(The records):
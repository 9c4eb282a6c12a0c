//! Typed view of an nbformat v4 notebook.
//!
//! Only the fields the rules read or write are typed. Everything else is
//! captured in `extra` maps so a rewrite round-trips unknown keys unchanged.

use serde::{Deserialize, Serialize};
use serde_json::{Map, Value as Json};

/// Metadata key that exempts a code cell from the output rules.
pub const PIN_OUTPUT: &str = "pin_output";

#[derive(Debug, Clone, PartialEq, Serialize, Deserialize)]
/// Top-level notebook document.
pub struct Notebook {
    pub cells: Vec<Cell>,
    #[serde(default)]
    pub metadata: Map<String, Json>,
    pub nbformat: u32,
    #[serde(default)]
    pub nbformat_minor: u32,
    #[serde(flatten)]
    pub extra: Map<String, Json>,
}

impl Notebook {
    /// Code cells in document order, mutably.
    pub fn code_cells_mut(&mut self) -> impl Iterator<Item = (usize, &mut CodeCell)> + '_ {
        self.cells
            .iter_mut()
            .enumerate()
            .filter_map(|(i, cell)| match cell {
                Cell::Code(code) => Some((i, code)),
                _ => None,
            })
    }
}

#[derive(Debug, Clone, PartialEq, Serialize, Deserialize)]
#[serde(tag = "cell_type", rename_all = "lowercase")]
/// A notebook cell, tagged by `cell_type`.
pub enum Cell {
    Code(CodeCell),
    Markdown(TextCell),
    Raw(TextCell),
}

#[derive(Debug, Clone, PartialEq, Serialize, Deserialize)]
pub struct CodeCell {
    #[serde(default)]
    pub execution_count: Option<i64>,
    #[serde(default)]
    pub metadata: Map<String, Json>,
    #[serde(default)]
    pub outputs: Vec<Json>,
    #[serde(default)]
    pub source: Source,
    #[serde(flatten)]
    pub extra: Map<String, Json>,
}

impl CodeCell {
    pub fn new(source: &str) -> Self {
        Self {
            execution_count: None,
            metadata: Map::new(),
            outputs: Vec::new(),
            source: Source::Text(source.to_string()),
            extra: Map::new(),
        }
    }

    pub fn is_pinned(&self) -> bool {
        self.metadata.contains_key(PIN_OUTPUT)
    }
}

#[derive(Debug, Clone, PartialEq, Serialize, Deserialize)]
/// Markdown and raw cells. Never inspected, kept only for round-trip.
pub struct TextCell {
    #[serde(default)]
    pub metadata: Map<String, Json>,
    #[serde(default)]
    pub source: Source,
    #[serde(flatten)]
    pub extra: Map<String, Json>,
}

#[derive(Debug, Clone, PartialEq, Serialize, Deserialize)]
#[serde(untagged)]
/// nbformat multiline string: either one string or a list of lines.
pub enum Source {
    Text(String),
    Lines(Vec<String>),
}

impl Default for Source {
    fn default() -> Self {
        Source::Text(String::new())
    }
}

impl Source {
    pub fn text(&self) -> String {
        match self {
            Source::Text(s) => s.clone(),
            Source::Lines(lines) => lines.concat(),
        }
    }

    /// Replace the text, keeping the representation it was read with.
    pub fn set_text(&mut self, text: String) {
        *self = match self {
            Source::Text(_) => Source::Text(text),
            Source::Lines(_) => {
                Source::Lines(text.split_inclusive('\n').map(String::from).collect())
            }
        };
    }
}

(What you need to do): The reply must repeat all of the records precisely.

(Result for this task):
repository 9c4eb282a6c12a0c
//! Typed view of an nbformat v4 notebook.
//!
//! Only the fields the rules read or write are typed. Everything else is
//! captured in `extra` maps so a rewrite round-trips unknown keys unchanged.

use serde::{Deserialize, Serialize};
use serde_json::{Map, Value as Json};

/// Metadata key that exempts a code cell from the output rules.
pub const PIN_OUTPUT: &str = "pin_output";

#[derive(Debug, Clone, PartialEq, Serialize, Deserialize)]
/// Top-level notebook document.
pub struct Notebook {
    pub cells: Vec<Cell>,
    #[serde(default)]
    pub metadata: Map<String, Json>,
    pub nbformat: u32,
    #[serde(default)]
    pub nbformat_minor: u32,
    #[serde(flatten)]
    pub extra: Map<String, Json>,
}

impl Notebook {
    /// Code cells in document order, mutably.
    pub fn code_cells_mut(&mut self) -> impl Iterator<Item = (usize, &mut CodeCell)> + '_ {
        self.cells
            .iter_mut()
            .enumerate()
            .filter_map(|(i, cell)| match cell {
                Cell::Code(code) => Some((i, code)),
                _ => None,
            })
    }
}

#[derive(Debug, Clone, PartialEq, Serialize, Deserialize)]
#[serde(tag = "cell_type", rename_all = "lowercase")]
/// A notebook cell, tagged by `cell_type`.
pub enum Cell {
    Code(CodeCell),
    Markdown(TextCell),
    Raw(TextCell),
}

#[derive(Debug, Clone, PartialEq, Serialize, Deserialize)]
pub struct CodeCell {
    #[serde(default)]
    pub execution_count: Option<i64>,
    #[serde(default)]
    pub metadata: Map<String, Json>,
    #[serde(default)]
    pub outputs: Vec<Json>,
    #[serde(default)]
    pub source: Source,
    #[serde(flatten)]
    pub extra: Map<String, Json>,
}

impl CodeCell {
    pub fn new(source: &str) -> Self {
        Self {
            execution_count: None,
            metadata: Map::new(),
            outputs: Vec::new(),
            source: Source::Text(source.to_string()),
            extra: Map::new(),
        }
    }

    pub fn is_pinned(&self) -> bool {
        self.metadata.contains_key(PIN_OUTPUT)
    }
}

#[derive(Debug, Clone, PartialEq, Serialize, Deserialize)]
/// Markdown and raw cells. Never inspected, kept only for round-trip.
pub struct TextCell {
    #[serde(default)]
    pub metadata: Map<String, Json>,
    #[serde(default)]
    pub source: Source,
    #[serde(flatten)]
    pub extra: Map<String, Json>,
}

#[derive(Debug, Clone, PartialEq, Serialize, Deserialize)]
#[serde(untagged)]
/// nbformat multiline string: either one string or a list of lines.
pub enum Source {
    Text(String),
    Lines(Vec<String>),
}

impl Default for Source {
    fn default() -> Self {
        Source::Text(String::new())
    }
}

impl Source {
    pub fn text(&self) -> String {
        match self {
            Source::Text(s) => s.clone(),
            Source::Lines(lines) => lines.concat(),
        }
    }

    /// Replace the text, keeping the representation it was read with.
    pub fn set_text(&mut self, text: String) {
        *self = match self {
            Source::Text(_) => Source::Text(text),
            Source::Lines(_) => {
                Source::Lines(text.split_inclusive('\n').map(String::from).collect())
            }
        };
    }
}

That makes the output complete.